The cyber threat landscape continues to evolve, with attackers leveraging supply chain vulnerabilities to breach critical platforms. The Nomic Foundation and Hardhat fell victim to a supply chain attack involving 20 malicious npm packages created by three main authors. Researchers have developed a proof-of-concept UEFI bootkit that exploits a critical firmware function. Insecure mail servers remain a significant weak point in cybersecurity. Over three million POP3 and IMAP servers lack TLS encryption, leaving users' data exposed to interception and network sniffing attacks. Read on for the top 10 highlights from cyberspace.
01
A supply chain attack targeted the Nomic Foundation and Hardhat using malicious npm packages to compromise these platforms.
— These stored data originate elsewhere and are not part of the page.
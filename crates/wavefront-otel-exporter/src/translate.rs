// SPDX-License-Identifier: Apache-2.0

//! Translation of one [`SpanRecord`] into the delivery shape the sender
//! transmits.

use crate::attributes::{extract_span_logs, extract_tags};
use crate::ids::make_uuid;
use crate::span::SpanRecord;
use crate::ExporterError;
use wavefront_sender::DeliveryRecord;

/// Id a span without a parent translates under: it still yields one parent
/// UUID, the all-zero one (see DESIGN.md).
const NO_PARENT_ID: &str = "0";

pub(crate) struct Translator {
    application: String,
    service: String,
    source: Option<String>,
}

impl Translator {
    pub(crate) fn new(application: String, service: String, source: Option<String>) -> Self {
        Translator {
            application,
            service,
            source,
        }
    }

    /// Builds the delivery record for one span. Only malformed identifiers
    /// fail translation; everything else degrades to skipped tags.
    pub(crate) fn translate(&self, span: &SpanRecord) -> Result<DeliveryRecord, ExporterError> {
        let parent_id = span.parent_span_id.as_deref().unwrap_or(NO_PARENT_ID);
        Ok(DeliveryRecord {
            name: span.name.clone(),
            start_ms: span.start_unix_nano / 1_000_000,
            duration_ms: (span.end_unix_nano - span.start_unix_nano) / 1_000_000,
            source: self.source.clone(),
            trace_id: make_uuid(&span.trace_id)?,
            span_id: make_uuid(&span.span_id)?,
            parents: vec![make_uuid(parent_id)?],
            follows_from: Vec::new(),
            tags: extract_tags(span, &self.application, &self.service),
            span_logs: extract_span_logs(span),
        })
    }
}

#[cfg(test)]
mod tests {
    use super::Translator;
    use crate::ids::{make_uuid, parse_hex};
    use crate::span::SpanRecord;
    use crate::ExporterError;
    use uuid::Uuid;

    fn translator() -> Translator {
        Translator::new("app".to_string(), "svc".to_string(), None)
    }

    fn test_span() -> SpanRecord {
        let mut span = SpanRecord::new(
            "client.span",
            "0123456789abcdef0000000000000000",
            "1111111111111111",
        );
        span.start_unix_nano = 1_700_000_000_123_456_789;
        span.end_unix_nano = 1_700_000_000_987_654_321;
        span
    }

    #[test]
    fn timestamps_truncate_to_milliseconds() {
        let record = translator().translate(&test_span()).unwrap();
        assert_eq!(record.start_ms, 1_700_000_000_123);
        // 864197532 ns of wall time, truncated not rounded
        assert_eq!(record.duration_ms, 864);
    }

    #[test]
    fn trace_uuid_splits_at_sixteen_characters() {
        let record = translator().translate(&test_span()).unwrap();
        let high = parse_hex("0123456789abcdef").unwrap() as u64;
        let low = parse_hex("0000000000000000").unwrap() as u64;
        assert_eq!(record.trace_id, Uuid::from_u64_pair(high, low));
        assert_eq!(
            record.span_id,
            Uuid::from_u64_pair(0, 0x1111111111111111)
        );
    }

    #[test]
    fn rootless_span_still_carries_one_parent_uuid() {
        let record = translator().translate(&test_span()).unwrap();
        assert_eq!(record.parents, vec![Uuid::from_u64_pair(0, 0)]);
        assert!(record.follows_from.is_empty());
    }

    #[test]
    fn parent_id_translates_into_parent_uuid() {
        let mut span = test_span();
        span.parent_span_id = Some("2222222222222222".to_string());
        let record = translator().translate(&span).unwrap();
        assert_eq!(
            record.parents,
            vec![make_uuid("2222222222222222").unwrap()]
        );
    }

    #[test]
    fn source_passes_through() {
        let translator = Translator::new(
            "app".to_string(),
            "svc".to_string(),
            Some("host-17".to_string()),
        );
        let record = translator.translate(&test_span()).unwrap();
        assert_eq!(record.source.as_deref(), Some("host-17"));

        let record = Translator::new("a".to_string(), "s".to_string(), None)
            .translate(&test_span())
            .unwrap();
        assert_eq!(record.source, None);
    }

    #[test]
    fn malformed_trace_id_fails_translation() {
        let mut span = test_span();
        span.trace_id = "0123456789abcdef0123456789abcdef0".to_string();
        let err = translator().translate(&span).unwrap_err();
        assert!(matches!(err, ExporterError::InvalidIdentifier(_)));
    }
}
// SPDX-License-Identifier: Apache-2.0

use serde::Serialize;
use std::collections::HashMap;
use uuid::Uuid;

/// A timestamped attribute snapshot attached to a delivered span, serialized
/// into the spanLogs JSON payload.
#[derive(Clone, Debug, PartialEq, Eq, Serialize)]
pub struct SpanLog {
    #[serde(rename = "timestamp")]
    pub timestamp_ms: i64,
    pub fields: HashMap<String, String>,
}

/// The wire-shaped representation of one finished span, ready to hand to a
/// [`SpanSender`](crate::SpanSender).
///
/// A record is built fresh per span and discarded once transmitted; it has no
/// identity of its own beyond the trace/span UUIDs it carries.
#[derive(Clone, Debug, PartialEq)]
pub struct DeliveryRecord {
    pub name: String,
    pub start_ms: i64,
    pub duration_ms: i64,
    /// Origin host. `None` lets the transport fill in the local hostname.
    pub source: Option<String>,
    pub trace_id: Uuid,
    pub span_id: Uuid,
    /// Zero or one parent UUIDs in the current scope.
    pub parents: Vec<Uuid>,
    /// Reserved; never populated today.
    pub follows_from: Vec<Uuid>,
    pub tags: Vec<(String, String)>,
    pub span_logs: Vec<SpanLog>,
}
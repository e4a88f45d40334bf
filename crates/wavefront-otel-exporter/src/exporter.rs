// SPDX-License-Identifier: Apache-2.0

//! The export session: per-batch orchestration of translate-then-send, and
//! the batch-level outcome the caller observes.

use crate::span::SpanRecord;
use crate::translate::Translator;
use crate::ExporterError;
use std::sync::atomic::{AtomicBool, Ordering};
use std::sync::Arc;
use tracing::{debug, warn};
use wavefront_sender::SpanSender;

/// Aggregate outcome of one export call.
///
/// The contract is deliberately coarse: callers see one outcome per batch
/// plus diagnostic logs, never per-span results. `RetryableFailure` asks the
/// caller to re-submit the whole batch; spans already delivered before the
/// fault are not undone.
#[derive(Clone, Copy, Debug, PartialEq, Eq)]
pub enum ExportOutcome {
    Success,
    RetryableFailure,
}

/// Exports batches of finished spans to Wavefront through a [`SpanSender`].
pub struct WavefrontSpanExporter {
    sender: Arc<dyn SpanSender>,
    translator: Translator,
    closed: AtomicBool,
}

impl std::fmt::Debug for WavefrontSpanExporter {
    fn fmt(&self, f: &mut std::fmt::Formatter<'_>) -> std::fmt::Result {
        f.debug_struct("WavefrontSpanExporter")
            .field("closed", &self.closed)
            .finish_non_exhaustive()
    }
}

impl WavefrontSpanExporter {
    /// Wires an exporter to an already-constructed sender. Most callers go
    /// through [`ExporterBuilder`](crate::ExporterBuilder) instead.
    pub fn new(
        sender: Arc<dyn SpanSender>,
        application: String,
        service: String,
        source: Option<String>,
    ) -> Self {
        WavefrontSpanExporter {
            sender,
            translator: Translator::new(application, service, source),
            closed: AtomicBool::new(false),
        }
    }

    /// Exports one batch, strictly in input order.
    ///
    /// A transport fault on any span marks the whole batch
    /// [`ExportOutcome::RetryableFailure`] but does not stop the remaining
    /// spans from being attempted. Any other send fault is logged and
    /// absorbed. A malformed identifier aborts the batch with an error
    /// before further sends happen.
    pub async fn export(&self, spans: &[SpanRecord]) -> Result<ExportOutcome, ExporterError> {
        if self.closed.load(Ordering::Acquire) {
            return Err(ExporterError::Closed);
        }

        let mut outcome = ExportOutcome::Success;
        for span in spans {
            let record = self.translator.translate(span)?;
            debug!("Exporting span {:?}", record.name);
            match self.sender.send_span(record).await {
                Ok(()) => {}
                Err(err) if err.is_transport() => {
                    warn!("Error while sending span: {err}");
                    outcome = ExportOutcome::RetryableFailure;
                }
                Err(err) => {
                    warn!("Error while sending span: {err}");
                }
            }
        }
        Ok(outcome)
    }

    /// Flushes buffered spans and releases the sender. Safe to call once;
    /// later calls are no-ops and later exports fail with
    /// [`ExporterError::Closed`]. Faults here are logged and swallowed.
    pub async fn shutdown(&self) {
        if self.closed.swap(true, Ordering::AcqRel) {
            return;
        }
        if let Err(err) = self.sender.flush().await {
            warn!("Error flushing Wavefront sender: {err}");
        }
        if let Err(err) = self.sender.close().await {
            warn!("Error closing Wavefront sender: {err}");
        }
    }
}

#[cfg(test)]
mod tests {
    use super::{ExportOutcome, WavefrontSpanExporter};
    use crate::span::SpanRecord;
    use crate::ExporterError;
    use async_trait::async_trait;
    use std::collections::VecDeque;
    use std::io;
    use std::sync::{Arc, Mutex};
    use wavefront_sender::{DeliveryRecord, SenderError, SpanSender};

    /// Scripted sender: pops one result per send, records what it was given.
    #[derive(Default)]
    struct MockSender {
        sent: Mutex<Vec<DeliveryRecord>>,
        script: Mutex<VecDeque<Option<SenderError>>>,
        flushed: Mutex<usize>,
        closed: Mutex<usize>,
    }

    impl MockSender {
        fn scripted(script: Vec<Option<SenderError>>) -> Arc<Self> {
            Arc::new(MockSender {
                script: Mutex::new(script.into()),
                ..Default::default()
            })
        }

        fn sent_names(&self) -> Vec<String> {
            self.sent
                .lock()
                .unwrap()
                .iter()
                .map(|r| r.name.clone())
                .collect()
        }
    }

    #[async_trait]
    impl SpanSender for MockSender {
        async fn send_span(&self, record: DeliveryRecord) -> Result<(), SenderError> {
            self.sent.lock().unwrap().push(record);
            match self.script.lock().unwrap().pop_front().flatten() {
                Some(err) => Err(err),
                None => Ok(()),
            }
        }

        async fn flush(&self) -> Result<(), SenderError> {
            *self.flushed.lock().unwrap() += 1;
            Ok(())
        }

        async fn close(&self) -> Result<(), SenderError> {
            *self.closed.lock().unwrap() += 1;
            Ok(())
        }
    }

    fn transport_fault() -> SenderError {
        SenderError::Io(io::Error::new(io::ErrorKind::BrokenPipe, "write failed"))
    }

    fn exporter(sender: Arc<MockSender>) -> WavefrontSpanExporter {
        WavefrontSpanExporter::new(sender, "app".to_string(), "svc".to_string(), None)
    }

    fn test_span(name: &str, span_id: &str) -> SpanRecord {
        let mut span = SpanRecord::new(name, "0123456789abcdef0000000000000000", span_id);
        span.start_unix_nano = 1_000_000_000;
        span.end_unix_nano = 2_000_000_000;
        span
    }

    #[tokio::test]
    async fn clean_batch_succeeds() {
        let sender = MockSender::scripted(vec![]);
        let outcome = exporter(sender.clone())
            .export(&[
                test_span("one", "0000000000000001"),
                test_span("two", "0000000000000002"),
            ])
            .await
            .unwrap();
        assert_eq!(outcome, ExportOutcome::Success);
        assert_eq!(sender.sent_names(), ["one", "two"]);
    }

    #[tokio::test]
    async fn transport_fault_marks_batch_retryable_but_continues() {
        let sender = MockSender::scripted(vec![None, Some(transport_fault())]);
        let outcome = exporter(sender.clone())
            .export(&[
                test_span("one", "0000000000000001"),
                test_span("two", "0000000000000002"),
            ])
            .await
            .unwrap();
        assert_eq!(outcome, ExportOutcome::RetryableFailure);
        // the first span reached the sender before the fault
        assert_eq!(sender.sent_names(), ["one", "two"]);
    }

    #[tokio::test]
    async fn later_spans_still_attempted_after_early_fault() {
        let sender = MockSender::scripted(vec![Some(transport_fault())]);
        let outcome = exporter(sender.clone())
            .export(&[
                test_span("one", "0000000000000001"),
                test_span("two", "0000000000000002"),
                test_span("three", "0000000000000003"),
            ])
            .await
            .unwrap();
        assert_eq!(outcome, ExportOutcome::RetryableFailure);
        assert_eq!(sender.sent_names(), ["one", "two", "three"]);
    }

    #[tokio::test]
    async fn unclassified_fault_is_absorbed() {
        let sender = MockSender::scripted(vec![Some(SenderError::Rejected(400)), None]);
        let outcome = exporter(sender.clone())
            .export(&[
                test_span("one", "0000000000000001"),
                test_span("two", "0000000000000002"),
            ])
            .await
            .unwrap();
        // one span was dropped, yet the batch reports success by design
        assert_eq!(outcome, ExportOutcome::Success);
        assert_eq!(sender.sent_names(), ["one", "two"]);
    }

    #[tokio::test]
    async fn malformed_identifier_aborts_batch() {
        let sender = MockSender::scripted(vec![]);
        let exporter = exporter(sender.clone());

        let mut bad = test_span("bad", "0000000000000002");
        bad.trace_id = "zz".to_string();

        let err = exporter
            .export(&[test_span("good", "0000000000000001"), bad])
            .await
            .unwrap_err();
        assert!(matches!(err, ExporterError::InvalidIdentifier(_)));
        // spans translated before the bad one were already handed over
        assert_eq!(sender.sent_names(), ["good"]);
    }

    #[tokio::test]
    async fn shutdown_flushes_closes_and_blocks_further_exports() {
        let sender = MockSender::scripted(vec![]);
        let exporter = exporter(sender.clone());

        exporter.shutdown().await;
        assert_eq!(*sender.flushed.lock().unwrap(), 1);
        assert_eq!(*sender.closed.lock().unwrap(), 1);

        // second shutdown is a no-op
        exporter.shutdown().await;
        assert_eq!(*sender.closed.lock().unwrap(), 1);

        let err = exporter
            .export(&[test_span("late", "0000000000000001")])
            .await
            .unwrap_err();
        assert!(matches!(err, ExporterError::Closed));
        assert!(sender.sent_names().is_empty());
    }
}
This attack involved 20 packages created by three main authors.
02
Security researchers created a new proof-of-concept UEFI bootkit that exploits a critical firmware function to compromise the Windows kernel during the boot process.
03
Researchers unveiled SysBumps, the first successful KASLR break attack targeting macOS systems running on Apple Silicon processors, highlighting vulnerabilities in speculative execution.
04
ShadowServer warned that over three million POP3 and IMAP mail servers lack TLS encryption, exposing users' information to network sniffing attacks.
05
Threat hunters have identified a new vulnerability called DoubleClickjacking that uses a double-click sequence to conduct clickjacking attacks and gain access to accounts on many major websites.
06
The DOJ implemented a final rule in line with Executive Order 14117 to prevent the mass transfer of citizens' personal data to countries of concern, including China, Cuba, Iran, North Korea, Russia, and Venezuela.
07
The HHS proposed updates to HIPAA cybersecurity requirements for healthcare organizations to protect patient data from cyberattacks, including conducting technology asset reviews and implementing encryption and multi-factor authentication.
08
SafeBreach Labs developed a zero-click PoC exploit that crashes unpatched Windows Servers by leveraging a vulnerability (CVE-2024-49112) in the Lightweight Directory Access Protocol (LDAP).
09
A sophisticated phishing attack targeted Chrome extension developers, compromising at least 35 extensions with malicious code to steal Facebook user data.
10
iTerm2 patched a critical security vulnerability (CVE-2025-22275) in versions 3.5.6 through 3.5.10. The flaw allowed unauthorized access to sensitive user data by logging input and output to a file on the remote host.